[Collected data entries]
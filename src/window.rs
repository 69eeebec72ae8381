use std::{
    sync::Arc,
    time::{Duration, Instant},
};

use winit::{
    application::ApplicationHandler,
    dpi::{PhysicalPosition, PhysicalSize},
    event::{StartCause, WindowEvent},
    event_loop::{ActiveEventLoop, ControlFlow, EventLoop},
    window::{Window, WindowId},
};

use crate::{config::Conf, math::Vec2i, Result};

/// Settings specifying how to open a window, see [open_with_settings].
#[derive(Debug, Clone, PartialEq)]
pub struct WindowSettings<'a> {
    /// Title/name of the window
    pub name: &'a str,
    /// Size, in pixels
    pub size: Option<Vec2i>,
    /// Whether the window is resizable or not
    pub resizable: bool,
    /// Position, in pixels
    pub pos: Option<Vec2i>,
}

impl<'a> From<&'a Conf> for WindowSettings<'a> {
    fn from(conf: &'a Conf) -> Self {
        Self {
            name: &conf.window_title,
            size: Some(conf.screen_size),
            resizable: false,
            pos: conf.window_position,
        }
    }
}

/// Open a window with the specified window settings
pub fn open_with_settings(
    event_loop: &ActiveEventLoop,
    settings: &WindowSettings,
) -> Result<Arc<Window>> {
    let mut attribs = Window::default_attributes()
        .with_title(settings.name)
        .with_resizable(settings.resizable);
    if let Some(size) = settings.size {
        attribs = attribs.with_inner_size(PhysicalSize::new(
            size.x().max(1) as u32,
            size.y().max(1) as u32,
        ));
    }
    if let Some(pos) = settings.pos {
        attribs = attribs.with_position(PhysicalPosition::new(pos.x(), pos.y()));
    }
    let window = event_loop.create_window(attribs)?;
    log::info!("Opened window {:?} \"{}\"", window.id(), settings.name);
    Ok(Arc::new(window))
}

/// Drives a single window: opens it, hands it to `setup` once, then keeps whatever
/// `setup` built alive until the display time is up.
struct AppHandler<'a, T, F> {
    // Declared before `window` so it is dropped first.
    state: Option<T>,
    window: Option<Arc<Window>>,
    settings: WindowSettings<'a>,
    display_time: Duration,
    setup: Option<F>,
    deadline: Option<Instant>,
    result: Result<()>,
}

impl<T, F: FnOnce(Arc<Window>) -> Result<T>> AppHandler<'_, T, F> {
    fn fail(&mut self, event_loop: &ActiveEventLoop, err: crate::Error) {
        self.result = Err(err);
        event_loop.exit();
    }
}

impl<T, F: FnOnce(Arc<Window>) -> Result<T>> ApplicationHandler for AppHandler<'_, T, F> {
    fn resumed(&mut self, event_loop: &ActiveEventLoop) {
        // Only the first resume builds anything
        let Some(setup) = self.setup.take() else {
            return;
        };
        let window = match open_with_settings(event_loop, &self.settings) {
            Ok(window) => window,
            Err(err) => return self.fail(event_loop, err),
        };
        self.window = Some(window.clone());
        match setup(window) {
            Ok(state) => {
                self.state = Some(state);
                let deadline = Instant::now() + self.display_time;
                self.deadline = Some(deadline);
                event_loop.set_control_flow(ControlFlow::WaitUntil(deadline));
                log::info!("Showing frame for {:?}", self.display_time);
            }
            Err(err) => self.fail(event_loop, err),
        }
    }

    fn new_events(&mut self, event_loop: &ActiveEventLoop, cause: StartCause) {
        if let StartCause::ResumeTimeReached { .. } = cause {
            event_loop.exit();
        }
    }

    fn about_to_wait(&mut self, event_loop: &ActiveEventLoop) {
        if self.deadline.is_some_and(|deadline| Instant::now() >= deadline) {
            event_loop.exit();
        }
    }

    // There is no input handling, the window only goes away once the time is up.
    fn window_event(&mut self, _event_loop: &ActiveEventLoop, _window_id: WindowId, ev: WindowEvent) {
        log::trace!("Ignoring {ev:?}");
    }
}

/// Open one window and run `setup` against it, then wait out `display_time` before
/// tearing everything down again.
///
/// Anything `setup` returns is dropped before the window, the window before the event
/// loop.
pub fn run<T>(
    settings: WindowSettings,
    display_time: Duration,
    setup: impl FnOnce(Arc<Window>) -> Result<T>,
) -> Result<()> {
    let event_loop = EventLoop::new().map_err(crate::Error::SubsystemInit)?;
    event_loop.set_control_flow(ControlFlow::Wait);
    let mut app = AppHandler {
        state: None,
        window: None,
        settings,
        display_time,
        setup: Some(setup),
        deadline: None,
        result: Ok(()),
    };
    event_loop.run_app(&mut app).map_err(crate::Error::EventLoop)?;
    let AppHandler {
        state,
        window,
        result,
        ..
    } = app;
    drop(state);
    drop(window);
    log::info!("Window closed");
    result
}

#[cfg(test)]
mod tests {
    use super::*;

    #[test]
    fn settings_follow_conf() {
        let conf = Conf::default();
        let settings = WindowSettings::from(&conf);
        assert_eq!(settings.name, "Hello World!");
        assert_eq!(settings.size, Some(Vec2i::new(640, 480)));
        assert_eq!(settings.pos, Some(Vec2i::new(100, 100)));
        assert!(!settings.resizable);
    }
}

...

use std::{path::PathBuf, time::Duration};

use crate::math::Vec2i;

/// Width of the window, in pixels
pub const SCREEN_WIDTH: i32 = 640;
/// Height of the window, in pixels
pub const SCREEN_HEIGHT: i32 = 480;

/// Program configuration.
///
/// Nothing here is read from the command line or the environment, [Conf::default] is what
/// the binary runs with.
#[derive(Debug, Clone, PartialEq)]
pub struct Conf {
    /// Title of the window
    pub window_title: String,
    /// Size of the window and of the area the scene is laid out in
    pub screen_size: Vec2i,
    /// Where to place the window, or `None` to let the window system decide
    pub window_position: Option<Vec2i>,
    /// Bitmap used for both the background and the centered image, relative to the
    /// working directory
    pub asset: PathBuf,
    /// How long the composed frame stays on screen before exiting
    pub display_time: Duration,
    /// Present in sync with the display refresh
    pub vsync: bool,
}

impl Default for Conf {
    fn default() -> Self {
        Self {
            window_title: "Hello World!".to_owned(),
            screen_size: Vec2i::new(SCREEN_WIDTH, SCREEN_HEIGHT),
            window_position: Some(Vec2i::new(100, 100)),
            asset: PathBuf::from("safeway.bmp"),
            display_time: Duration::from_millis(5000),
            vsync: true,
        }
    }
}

* * *

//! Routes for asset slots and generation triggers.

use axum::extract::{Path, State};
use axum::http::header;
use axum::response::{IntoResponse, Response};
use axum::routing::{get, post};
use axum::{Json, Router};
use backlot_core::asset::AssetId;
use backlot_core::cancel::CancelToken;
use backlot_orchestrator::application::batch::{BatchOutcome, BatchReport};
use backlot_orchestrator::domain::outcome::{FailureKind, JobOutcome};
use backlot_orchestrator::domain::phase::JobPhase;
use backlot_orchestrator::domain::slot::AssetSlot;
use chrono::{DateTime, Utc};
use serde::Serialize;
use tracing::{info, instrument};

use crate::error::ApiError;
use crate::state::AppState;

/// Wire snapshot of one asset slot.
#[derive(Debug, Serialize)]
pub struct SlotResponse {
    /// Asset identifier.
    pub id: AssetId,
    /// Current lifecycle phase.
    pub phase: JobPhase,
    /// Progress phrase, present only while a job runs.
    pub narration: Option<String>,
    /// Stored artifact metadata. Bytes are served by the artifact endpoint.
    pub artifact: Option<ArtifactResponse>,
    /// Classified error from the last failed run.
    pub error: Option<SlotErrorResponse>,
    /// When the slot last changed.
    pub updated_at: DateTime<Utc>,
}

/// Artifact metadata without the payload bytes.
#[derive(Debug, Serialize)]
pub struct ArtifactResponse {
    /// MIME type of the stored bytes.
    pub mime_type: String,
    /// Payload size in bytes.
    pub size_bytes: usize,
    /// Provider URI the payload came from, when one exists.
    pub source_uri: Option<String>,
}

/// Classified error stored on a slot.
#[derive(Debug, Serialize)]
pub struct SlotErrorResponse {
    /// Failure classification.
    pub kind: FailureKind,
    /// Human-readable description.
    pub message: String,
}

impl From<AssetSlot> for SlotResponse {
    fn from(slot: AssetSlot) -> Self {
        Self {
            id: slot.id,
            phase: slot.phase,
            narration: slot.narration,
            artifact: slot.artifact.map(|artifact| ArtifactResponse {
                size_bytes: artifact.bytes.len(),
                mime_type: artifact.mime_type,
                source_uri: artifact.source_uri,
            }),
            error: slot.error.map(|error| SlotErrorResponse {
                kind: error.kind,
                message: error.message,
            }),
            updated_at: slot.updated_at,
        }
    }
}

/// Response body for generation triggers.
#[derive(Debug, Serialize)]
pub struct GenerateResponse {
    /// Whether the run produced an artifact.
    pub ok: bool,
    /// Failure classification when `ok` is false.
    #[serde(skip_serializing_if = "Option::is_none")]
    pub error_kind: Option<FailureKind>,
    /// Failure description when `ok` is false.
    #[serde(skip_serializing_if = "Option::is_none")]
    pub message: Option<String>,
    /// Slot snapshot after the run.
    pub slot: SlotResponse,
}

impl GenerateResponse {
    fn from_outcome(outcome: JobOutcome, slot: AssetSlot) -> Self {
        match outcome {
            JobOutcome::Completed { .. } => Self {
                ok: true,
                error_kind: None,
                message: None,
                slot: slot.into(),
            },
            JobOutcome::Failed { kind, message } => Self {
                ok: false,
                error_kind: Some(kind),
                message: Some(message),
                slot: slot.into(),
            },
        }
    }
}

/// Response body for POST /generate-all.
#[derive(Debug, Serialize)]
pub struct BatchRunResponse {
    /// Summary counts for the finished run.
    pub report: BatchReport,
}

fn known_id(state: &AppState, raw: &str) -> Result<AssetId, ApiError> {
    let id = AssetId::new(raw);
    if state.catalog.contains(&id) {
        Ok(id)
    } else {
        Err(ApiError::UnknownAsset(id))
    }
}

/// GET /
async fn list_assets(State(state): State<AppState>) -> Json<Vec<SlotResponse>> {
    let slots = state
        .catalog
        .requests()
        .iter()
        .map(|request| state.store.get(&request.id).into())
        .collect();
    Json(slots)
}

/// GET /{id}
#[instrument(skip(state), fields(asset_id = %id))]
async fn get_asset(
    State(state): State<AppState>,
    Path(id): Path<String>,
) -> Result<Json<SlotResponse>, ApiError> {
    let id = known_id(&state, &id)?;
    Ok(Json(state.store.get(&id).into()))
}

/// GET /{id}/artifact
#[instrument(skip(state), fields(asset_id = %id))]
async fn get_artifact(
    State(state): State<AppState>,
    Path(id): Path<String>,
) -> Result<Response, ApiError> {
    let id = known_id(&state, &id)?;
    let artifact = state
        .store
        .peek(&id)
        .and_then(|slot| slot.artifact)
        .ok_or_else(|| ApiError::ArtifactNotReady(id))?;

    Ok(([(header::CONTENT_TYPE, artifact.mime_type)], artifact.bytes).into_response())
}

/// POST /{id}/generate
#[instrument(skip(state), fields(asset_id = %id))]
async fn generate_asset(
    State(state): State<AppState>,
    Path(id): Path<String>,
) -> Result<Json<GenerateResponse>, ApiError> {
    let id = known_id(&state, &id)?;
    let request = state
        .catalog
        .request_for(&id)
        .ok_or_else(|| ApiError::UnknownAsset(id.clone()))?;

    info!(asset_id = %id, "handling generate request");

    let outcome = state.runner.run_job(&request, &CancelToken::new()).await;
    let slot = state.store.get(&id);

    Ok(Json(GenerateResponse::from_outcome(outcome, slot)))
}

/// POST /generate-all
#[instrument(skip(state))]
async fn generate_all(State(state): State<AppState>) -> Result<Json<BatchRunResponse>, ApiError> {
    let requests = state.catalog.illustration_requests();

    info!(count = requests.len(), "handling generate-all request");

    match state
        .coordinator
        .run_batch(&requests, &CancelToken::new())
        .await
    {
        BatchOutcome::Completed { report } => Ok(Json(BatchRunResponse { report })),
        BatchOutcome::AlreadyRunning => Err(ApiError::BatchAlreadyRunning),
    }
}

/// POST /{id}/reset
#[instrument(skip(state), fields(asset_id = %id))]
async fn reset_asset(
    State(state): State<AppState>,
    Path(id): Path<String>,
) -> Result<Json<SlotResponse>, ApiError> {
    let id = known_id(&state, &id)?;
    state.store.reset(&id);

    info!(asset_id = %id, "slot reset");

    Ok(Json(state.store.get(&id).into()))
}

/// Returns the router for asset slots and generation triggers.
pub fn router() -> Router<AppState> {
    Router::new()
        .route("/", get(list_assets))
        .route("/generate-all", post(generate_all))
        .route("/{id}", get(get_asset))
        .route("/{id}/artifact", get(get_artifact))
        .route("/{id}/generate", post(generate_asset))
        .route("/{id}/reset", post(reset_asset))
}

### [ASSIGNMENT]
Search the records above for the string "async". Copy every line that contains it.

### [EXERCISE SOLUTION]
async fn list_assets(State(state): State<AppState>) -> Json<Vec<SlotResponse>> {
async fn get_asset(
async fn get_artifact(
async fn generate_asset(
async fn generate_all(State(state): State<AppState>) -> Result<Json<BatchRunResponse>, ApiError> {
async fn reset_asset(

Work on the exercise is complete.